= Lanescot =

Village in Cornwall, England

Lanescot (Lysnestek) is a village in Cornwall, England, United Kingdom. It is in a former mining area, about four miles (6 km) east-northeast of St Austell and four miles (6 km) west-northwest of Fowey. The Saints' Way long-distance footpath passes through Lanescot.

==History==
Lanescot is recorded in the Domesday Book (1086) as Lisnestoch. The manor was held by Richard from Robert, Count of Mortain. There was land for 5 ploughs. There were 2 ploughs, 2 serfs, 4 smallholders, 1 acre of woodland, 20 acres of pasture, 4 cattle, 2 pigs, 40 sheep and 12 goats. The value of the manor was 10 shillings though it had formerly been worth 15 shillings.

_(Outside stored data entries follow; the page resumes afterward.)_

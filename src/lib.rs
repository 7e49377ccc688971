//! 議員候補者名簿 CLI

pub mod candidate;
pub mod cli;
pub mod config;
pub mod error;
pub mod logger;
pub mod photo_store;
pub mod session;
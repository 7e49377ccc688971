//! 名簿一覧コンポーネント

use leptos::ev::MouseEvent;
use leptos::html;
use leptos::prelude::*;
use nominee_common::{labels, list_view, EditMode, ListEntry, NomineeForm};
use crate::components::clear_file_input;
use crate::photo_store::ObjectUrlStore;

#[component]
pub fn NomineeList(
    form: RwSignal<NomineeForm>,
    photos: StoredValue<ObjectUrlStore, LocalStorage>,
    file_input: NodeRef<html::Input>,
    photo_width: u32,
) -> impl IntoView {
    view! {
        <ul class="nominee-list">
            <For
                each=move || form.with(|f| list_view(f.records()))
                key=|entry| entry.clone()
                children=move |entry: ListEntry| {
                    let index = entry.index;

                    let on_edit = move |_: MouseEvent| {
                        photos.update_value(|store| {
                            form.update(|f| {
                                if let Err(e) = f.start_edit(store, index) {
                                    tracing::warn!("edit failed: {}", e);
                                }
                            });
                        });
                        clear_file_input(file_input);
                    };

                    let on_delete = move |_: MouseEvent| {
                        let was_editing = form.with_untracked(|f| f.mode() == EditMode::Editing(index));
                        photos.update_value(|store| {
                            form.update(|f| {
                                if let Err(e) = f.delete(store, index) {
                                    tracing::warn!("delete failed: {}", e);
                                }
                            });
                            tracing::debug!("{} photo url(s) live", store.len());
                        });
                        if was_editing {
                            clear_file_input(file_input);
                        }
                    };

                    view! {
                        <li class="nominee-item" style="margin-bottom: 10px">
                            {entry.line.clone()}
                            {entry.photo.as_ref().map(|photo| view! {
                                <div>
                                    <img
                                        src=photo.as_str().to_string()
                                        alt=labels::PHOTO_ALT
                                        style=format!("width: {}px; margin-top: 5px", photo_width)
                                    />
                                </div>
                            })}
                            <button
                                class="btn btn-small btn-edit"
                                style="margin-left: 10px; color: blue"
                                on:click=on_edit
                            >
                                {labels::BUTTON_EDIT}
                            </button>
                            <button
                                class="btn btn-small btn-delete"
                                style="margin-left: 10px; color: red"
                                on:click=on_delete
                            >
                                {labels::BUTTON_DELETE}
                            </button>
                        </li>
                    }
                }
            />
        </ul>
    }
}
use clap::Parser;
use nominee_common::validate;
use nominee_roster::{candidate, cli, config, error, logger, photo_store, session};
use cli::{Cli, Commands, SelectField};
use config::Config;
use error::Result;

fn main() -> Result<()> {
    let cli = Cli::parse();
    logger::init(cli.verbose);
    let config = Config::load()?;

    match cli.command {
        Commands::Form => {
            session::run_form_session(&config)?;
        }

        Commands::Validate { input, json } => {
            if !input.exists() {
                return Err(error::RosterError::FileNotFound(input.display().to_string()));
            }

            let mut store = photo_store::FilePhotoStore::default();
            let candidate = candidate::CandidateFile::load(&input)?.into_candidate(&mut store)?;

            match validate(&candidate) {
                Ok(nominee) => {
                    if json {
                        println!("{}", serde_json::to_string_pretty(&nominee)?);
                    } else {
                        println!("✔ {}", nominee_common::display_line(&nominee));
                    }
                }
                Err(errors) => {
                    if json {
                        println!("{}", serde_json::to_string_pretty(&errors)?);
                    } else {
                        for (field, message) in errors.iter() {
                            println!("✖ {}: {}", field.name(), message);
                        }
                    }
                    return Err(error::RosterError::InvalidCandidate(errors.len()));
                }
            }
        }

        Commands::Options { field } => {
            let selected = field.map_or(SelectField::ALL.to_vec(), |f| vec![f]);
            for set in selected {
                println!("{}:", set.field().name());
                for value in set.values() {
                    println!("  {}", value);
                }
            }
        }

        Commands::Config { title, preview_width, confirm_delete, show } => {
            let mut config = config;
            let changed = title.is_some() || preview_width.is_some() || confirm_delete.is_some();

            if let Some(title) = title {
                config.form.title = title;
            }
            if let Some(width) = preview_width {
                config.form.preview_width_px = width;
            }
            if let Some(confirm) = confirm_delete {
                config.confirm_delete = confirm;
            }
            if changed {
                config.save()?;
                println!("✔ 設定を保存しました: {}", Config::config_path()?.display());
            }

            if show || !changed {
                println!("設定:");
                println!("  見出し: {}", config.form.title);
                println!("  プレビュー幅: {}px", config.form.preview_width_px);
                println!("  削除確認: {}", config.confirm_delete);
            }
        }
    }

    Ok(())
}
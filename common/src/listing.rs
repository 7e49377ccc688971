//! 名簿一覧の表示データ

use crate::labels;
use crate::photo::PhotoHandle;
use crate::types::Nominee;

/// 一覧の1行
#[derive(Debug, Clone, PartialEq, Eq, Hash)]
pub struct ListEntry {
    pub index: usize,
    pub line: String,
    pub photo: Option<PhotoHandle>,
}

/// レコードの表示文字列
pub fn display_line(nominee: &Nominee) -> String {
    format!(
        "{} {} {} | {}: {} | {}: {} | {}: {} | {}: {}",
        nominee.honorific,
        nominee.first_name,
        nominee.last_name,
        labels::PREFIX_CAREER_HISTORY,
        nominee.career_history,
        labels::PREFIX_ACHIEVEMENTS,
        nominee.achievements,
        labels::PREFIX_POSITION,
        nominee.position,
        labels::PREFIX_PARTY,
        nominee.party,
    )
}

/// 名簿を一覧行に変換（リスト順）
pub fn list_view(records: &[Nominee]) -> Vec<ListEntry> {
    records
        .iter()
        .enumerate()
        .map(|(index, nominee)| ListEntry {
            index,
            line: display_line(nominee),
            photo: nominee.photo.clone(),
        })
        .collect()
}

#[cfg(test)]
mod tests {
    use super::*;
    use crate::types::{Honorific, Party, Position};

    fn nominee(first_name: &str, photo: Option<&str>) -> Nominee {
        Nominee {
            honorific: Honorific::Mrs,
            first_name: first_name.to_string(),
            last_name: "ศรีสุข".to_string(),
            career_history: "นักธุรกิจ".to_string(),
            achievements: "สะพาน".to_string(),
            photo: photo.map(PhotoHandle::new),
            position: Position::DeputyPrimeMinister,
            party: Party::BhumjaiThai,
        }
    }

    #[test]
    fn test_display_line() {
        let line = display_line(&nominee("มาลี", None));
        assert_eq!(
            line,
            "นาง มาลี ศรีสุข | ประวัติ: นักธุรกิจ | ผลงาน: สะพาน | ตำแหน่ง: รองนายกรัฐมนตรี | พรรค: พรรคภูมิใจไทย"
        );
    }

    #[test]
    fn test_list_view_keeps_order_and_photos() {
        let records = vec![nominee("ก", Some("blob:1")), nominee("ข", None)];
        let entries = list_view(&records);

        assert_eq!(entries.len(), 2);
        assert_eq!(entries[0].index, 0);
        assert!(entries[0].line.contains(" ก "));
        assert_eq!(entries[0].photo, Some(PhotoHandle::new("blob:1")));
        assert_eq!(entries[1].index, 1);
        assert!(entries[1].photo.is_none());
    }

    #[test]
    fn test_list_view_empty() {
        assert!(list_view(&[]).is_empty());
    }
}
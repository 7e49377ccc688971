use clap::{Parser, Subcommand, ValueEnum};
use nominee_common::{Field, Honorific, Party, Position};
use std::path::PathBuf;

#[derive(Parser)]
#[command(name = "nominee-roster")]
#[command(about = "議員候補者名簿フォーム", long_about = None)]
pub struct Cli {
    #[command(subcommand)]
    pub command: Commands,

    /// 詳細ログを出力
    #[arg(short, long, global = true)]
    pub verbose: bool,
}

#[derive(Subcommand)]
pub enum Commands {
    /// 対話形式で候補者を追加・編集・削除（保存はしない）
    Form,

    /// 候補者JSONファイルを検証
    Validate {
        /// 候補者JSONファイル（キーはcamelCase、`photos` はパスの配列）
        #[arg(required = true)]
        input: PathBuf,

        /// 結果をJSONで出力
        #[arg(long)]
        json: bool,
    },

    /// 敬称・役職・政党の選択肢を表示
    Options {
        /// 表示する項目（省略時はすべて）
        #[arg(short, long)]
        field: Option<SelectField>,
    },

    /// 設定の表示・変更
    Config {
        /// フォームの見出し
        #[arg(long)]
        title: Option<String>,

        /// 写真プレビューの幅（px）
        #[arg(long)]
        preview_width: Option<u32>,

        /// 削除前に確認する
        #[arg(long)]
        confirm_delete: Option<bool>,

        /// 設定を表示
        #[arg(long)]
        show: bool,
    },
}

/// 選択式の項目
#[derive(Clone, Copy, Debug, PartialEq, Eq, ValueEnum)]
pub enum SelectField {
    Honorific,
    Position,
    Party,
}

impl SelectField {
    pub const ALL: &'static [SelectField] = &[SelectField::Honorific, SelectField::Position, SelectField::Party];

    pub fn field(&self) -> Field {
        match self {
            SelectField::Honorific => Field::Honorific,
            SelectField::Position => Field::Position,
            SelectField::Party => Field::Party,
        }
    }

    pub fn values(&self) -> Vec<&'static str> {
        match self {
            SelectField::Honorific => Honorific::ALL.iter().map(|v| v.as_str()).collect(),
            SelectField::Position => Position::ALL.iter().map(|v| v.as_str()).collect(),
            SelectField::Party => Party::ALL.iter().map(|v| v.as_str()).collect(),
        }
    }
}

#[cfg(test)]
mod tests {
    use super::*;

    #[test]
    fn test_options_accepts_select_fields() {
        let cli = Cli::try_parse_from(["nominee-roster", "options", "--field", "party"]).unwrap();
        match cli.command {
            Commands::Options { field } => assert_eq!(field, Some(SelectField::Party)),
            _ => panic!("expected options"),
        }
    }

    #[test]
    fn test_options_rejects_free_text_field() {
        let result = Cli::try_parse_from(["nominee-roster", "options", "--field", "firstName"]);
        assert!(result.is_err());
    }

    #[test]
    fn test_select_field_values() {
        assert_eq!(SelectField::Honorific.values(), vec!["นาย", "นาง"]);
        assert_eq!(SelectField::Position.values().len(), 5);
        assert_eq!(SelectField::Party.values().len(), 11);
        assert_eq!(SelectField::Party.field(), Field::Party);
    }

    #[test]
    fn test_verbose_is_global() {
        let cli = Cli::try_parse_from(["nominee-roster", "validate", "c.json", "-v"]).unwrap();
        assert!(cli.verbose);
    }
}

A company to work the Fowey Consols Mine was formed in 1813. It was purchased in 1822 by J. T. Treffry and others; they also purchased the Lanescot Mine in 1836. By the 1840s 1,800 workers were employed and the mine had seven large engines and 13 waterwheels supplied with water from Molinnis Moors more than 4 miles to the northwest by a leat and Treffry's aqueduct at Luxulyan. By 1867 the working of the mine had finished; at its peak it had 17 waterwheels. As of 1972 suggestions had been made that the engine house built for the 80 in pumping engine should be preserved. The Fowey Consols Mine was the 3rd greatest copper mine in Cornwall; together with the Lanescot mine it produced 382,910 tonnes of ore from 1822 to 1867.